//! Runtime type descriptors and type-erased values.
//!
//! The dispatcher never sees Rust types directly. Operations declare their parameters as
//! [`ValueType`]s, converters produce [`Value`]s, and the invoker downcasts them back.
//!
//! Two flavours of types exist, mirroring the difference between `T` and `Option<T>`:
//! - *primitive* types (`ValueType::primitive::<i32>()`, shown as `i32`) never accept null;
//! - *reference* types (`ValueType::of::<i32>()`, shown as `Option<i32>`) accept the
//!   null word and form a hierarchy rooted at [`ValueType::any`].
//!
//! Every primitive type has a wrapper: the reference type over the same Rust type.

use regex::Regex;
use std::any::{Any, TypeId};
use std::fmt;
use std::str::FromStr;
use std::sync::{Arc, LazyLock};

/// Builds a value of the given type from a string, or explains why it cannot.
type ParseFn = fn(&ValueType, &str) -> Result<Value, String>;

/// Looks up an enum constant by its exact name.
type ConstantFn = fn(&ValueType, &str) -> Option<Value>;

type DebugFn = fn(&dyn Any, &mut fmt::Formatter<'_>) -> fmt::Result;

/// Whether a type accepts the null word.
#[derive(Debug, Clone, Copy, PartialEq, Eq)]
pub enum Kind {
    Primitive,
    Reference,
}

/// Enum types that can be converted from the name of one of their constants.
///
/// ```
/// use console_dispatch::types::Constants;
///
/// #[derive(Debug, Clone, Copy, PartialEq)]
/// enum Color { Red, Green }
///
/// impl Constants for Color {
///     const CONSTANTS: &'static [(&'static str, Self)] = &[("Red", Color::Red), ("Green", Color::Green)];
/// }
/// ```
pub trait Constants: Clone + fmt::Debug + 'static {
    const CONSTANTS: &'static [(&'static str, Self)];
}

struct EnumRoot;

#[derive(Clone)]
struct TypeInfo {
    id: TypeId,
    name: String,
    kind: Kind,
    parent: Option<ValueType>,
    wrapper: Option<ValueType>,
    parse: Option<ParseFn>,
    constants: Option<ConstantFn>,
}

/// A cheaply clonable runtime type descriptor.
///
/// Two descriptors are equal when they describe the same Rust type with the same
/// nullability, regardless of how they were built.
#[derive(Clone)]
pub struct ValueType(Arc<TypeInfo>);

impl ValueType {
    /// The root of the reference type hierarchy.
    pub fn any() -> Self {
        Self(Arc::new(TypeInfo {
            id: TypeId::of::<dyn Any>(),
            name: "Any".to_string(),
            kind: Kind::Reference,
            parent: None,
            wrapper: None,
            parse: None,
            constants: None,
        }))
    }

    /// The common supertype of every enum type.
    pub fn enumeration() -> Self {
        Self(Arc::new(TypeInfo {
            id: TypeId::of::<EnumRoot>(),
            name: "Enum".to_string(),
            kind: Kind::Reference,
            parent: Some(Self::any()),
            wrapper: None,
            parse: None,
            constants: None,
        }))
    }

    /// A nullable type whose values are built with [`FromStr`].
    pub fn of<T>() -> Self
    where
        T: FromStr + fmt::Debug + 'static,
        T::Err: fmt::Display,
    {
        let mut info = Self::reference_info::<T>();
        info.parse = Some(parse_as::<T>);
        Self(Arc::new(info))
    }

    /// A nullable type with no string constructor; it needs a registered converter.
    pub fn opaque<T: 'static>() -> Self {
        Self(Arc::new(Self::reference_info::<T>()))
    }

    /// A non-nullable type. Its wrapper is `ValueType::of::<T>()`.
    pub fn primitive<T>() -> Self
    where
        T: FromStr + fmt::Debug + 'static,
        T::Err: fmt::Display,
    {
        Self(Arc::new(TypeInfo {
            id: TypeId::of::<T>(),
            name: short_type_name::<T>(),
            kind: Kind::Primitive,
            parent: None,
            wrapper: Some(Self::of::<T>()),
            parse: None,
            constants: None,
        }))
    }

    /// A nullable enum type converted from constant names.
    pub fn enum_of<E: Constants>() -> Self {
        let mut info = Self::reference_info::<E>();
        info.parent = Some(Self::enumeration());
        info.constants = Some(constant_named::<E>);
        Self(Arc::new(info))
    }

    /// Declares `parent` as the direct supertype of this type.
    ///
    /// Equality only looks at the Rust type, so a re-parented descriptor still equals the
    /// original one. [`ConverterRegistry::register`](crate::ConverterRegistry::register)
    /// refuses to replace a converter whose type was registered with another parent.
    pub fn extends(mut self, parent: &ValueType) -> Self {
        Arc::make_mut(&mut self.0).parent = Some(parent.clone());
        self
    }

    fn reference_info<T: 'static>() -> TypeInfo {
        TypeInfo {
            id: TypeId::of::<Option<T>>(),
            name: format!("Option<{}>", short_type_name::<T>()),
            kind: Kind::Reference,
            parent: Some(Self::any()),
            wrapper: None,
            parse: None,
            constants: None,
        }
    }

    pub fn name(&self) -> &str {
        &self.0.name
    }

    pub fn kind(&self) -> Kind {
        self.0.kind
    }

    pub fn is_nullable(&self) -> bool {
        self.0.kind == Kind::Reference
    }

    /// The direct supertype, if any.
    pub fn parent(&self) -> Option<&ValueType> {
        self.0.parent.as_ref()
    }

    /// The reference type a primitive type boxes into.
    pub fn wrapper(&self) -> Option<&ValueType> {
        self.0.wrapper.as_ref()
    }

    /// All supertypes, nearest first.
    pub fn supertypes(&self) -> impl Iterator<Item = &ValueType> {
        std::iter::successors(self.parent(), |&ty| ty.parent())
    }

    /// True when `other` appears on this type's supertype chain.
    pub fn is_strict_subtype_of(&self, other: &ValueType) -> bool {
        self.supertypes().any(|ty| ty == other)
    }

    /// True when a value of this type can be passed where `other` is expected.
    pub fn is_assignable_to(&self, other: &ValueType) -> bool {
        self == other || self.is_strict_subtype_of(other)
    }

    /// Runs the type's string constructor, if it has one.
    pub fn construct(&self, source: &str) -> Option<Result<Value, String>> {
        self.0.parse.map(|parse| parse(self, source))
    }

    /// Looks up an enum constant by name. `None` for non-enum types.
    pub fn constant(&self, name: &str) -> Option<Option<Value>> {
        self.0.constants.map(|lookup| lookup(self, name))
    }
}

impl PartialEq for ValueType {
    fn eq(&self, other: &Self) -> bool {
        self.0.id == other.0.id
    }
}

impl Eq for ValueType {}

impl fmt::Debug for ValueType {
    fn fmt(&self, f: &mut fmt::Formatter<'_>) -> fmt::Result {
        f.write_str(self.name())
    }
}

impl fmt::Display for ValueType {
    fn fmt(&self, f: &mut fmt::Formatter<'_>) -> fmt::Result {
        f.write_str(self.name())
    }
}

fn parse_as<T>(ty: &ValueType, source: &str) -> Result<Value, String>
where
    T: FromStr + fmt::Debug + 'static,
    T::Err: fmt::Display,
{
    source
        .parse::<T>()
        .map(|v| Value::new(ty, v))
        .map_err(|e| e.to_string())
}

fn constant_named<E: Constants>(ty: &ValueType, name: &str) -> Option<Value> {
    E::CONSTANTS
        .iter()
        .find(|(constant, _)| *constant == name)
        .map(|(_, value)| Value::new(ty, value.clone()))
}

static MODULE_PATH: LazyLock<Regex> = LazyLock::new(|| Regex::new(r"\b(?:\w+::)+").unwrap());

/// `std::any::type_name` without module paths: `alloc::string::String` becomes `String`.
pub fn short_type_name<T: ?Sized>() -> String {
    MODULE_PATH
        .replace_all(std::any::type_name::<T>(), "")
        .into_owned()
}

/// A converted argument or an operation result.
pub enum Value {
    /// The null word converted to a reference type.
    Null,
    /// A single typed value.
    Object {
        ty: ValueType,
        data: Box<dyn Any>,
        debug: DebugFn,
    },
    /// The collected tail of a variadic operation.
    Array { element: ValueType, items: Vec<Value> },
}

impl Value {
    pub fn new<T: fmt::Debug + 'static>(ty: &ValueType, data: T) -> Self {
        Value::Object {
            ty: ty.clone(),
            data: Box::new(data),
            debug: debug_as::<T>,
        }
    }

    /// A value of the reference type `ValueType::of::<T>()`.
    pub fn of<T>(data: T) -> Self
    where
        T: FromStr + fmt::Debug + 'static,
        T::Err: fmt::Display,
    {
        Self::new(&ValueType::of::<T>(), data)
    }

    pub fn array(element: &ValueType, items: Vec<Value>) -> Self {
        Value::Array {
            element: element.clone(),
            items,
        }
    }

    pub fn is_null(&self) -> bool {
        matches!(self, Value::Null)
    }

    /// The declared type of an object value.
    pub fn value_type(&self) -> Option<&ValueType> {
        match self {
            Value::Object { ty, .. } => Some(ty),
            _ => None,
        }
    }

    pub fn downcast_ref<T: 'static>(&self) -> Option<&T> {
        match self {
            Value::Object { data, .. } => data.downcast_ref::<T>(),
            _ => None,
        }
    }

    /// Takes the payload out of an object value. Returns the value back on a type mismatch.
    pub fn downcast<T: 'static>(self) -> Result<T, Value> {
        match self {
            Value::Object { ty, data, debug } => match data.downcast::<T>() {
                Ok(v) => Ok(*v),
                Err(data) => Err(Value::Object { ty, data, debug }),
            },
            other => Err(other),
        }
    }

    /// The items of an array value.
    pub fn items(&self) -> Option<&[Value]> {
        match self {
            Value::Array { items, .. } => Some(items),
            _ => None,
        }
    }

    /// Whether this value may be passed where `target` is expected.
    ///
    /// Besides ordinary assignability, a wrapper value is accepted for its primitive.
    pub fn is_assignable_to(&self, target: &ValueType) -> bool {
        match self {
            Value::Null => target.is_nullable(),
            Value::Object { ty, .. } => {
                ty.is_assignable_to(target) || target.wrapper().is_some_and(|w| w == ty)
            }
            Value::Array { .. } => false,
        }
    }
}

fn debug_as<T: fmt::Debug + 'static>(data: &dyn Any, f: &mut fmt::Formatter<'_>) -> fmt::Result {
    match data.downcast_ref::<T>() {
        Some(v) => v.fmt(f),
        None => f.write_str("<?>"),
    }
}

impl fmt::Debug for Value {
    fn fmt(&self, f: &mut fmt::Formatter<'_>) -> fmt::Result {
        match self {
            Value::Null => f.write_str("null"),
            Value::Object { data, debug, .. } => debug(&**data, f),
            Value::Array { items, .. } => f.debug_list().entries(items).finish(),
        }
    }
}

+ + +

Locate the word "ParseFn" in the entries, and copy every line where it is found.

type ParseFn = fn(&ValueType, &str) -> Result<Value, String>;
    parse: Option<ParseFn>,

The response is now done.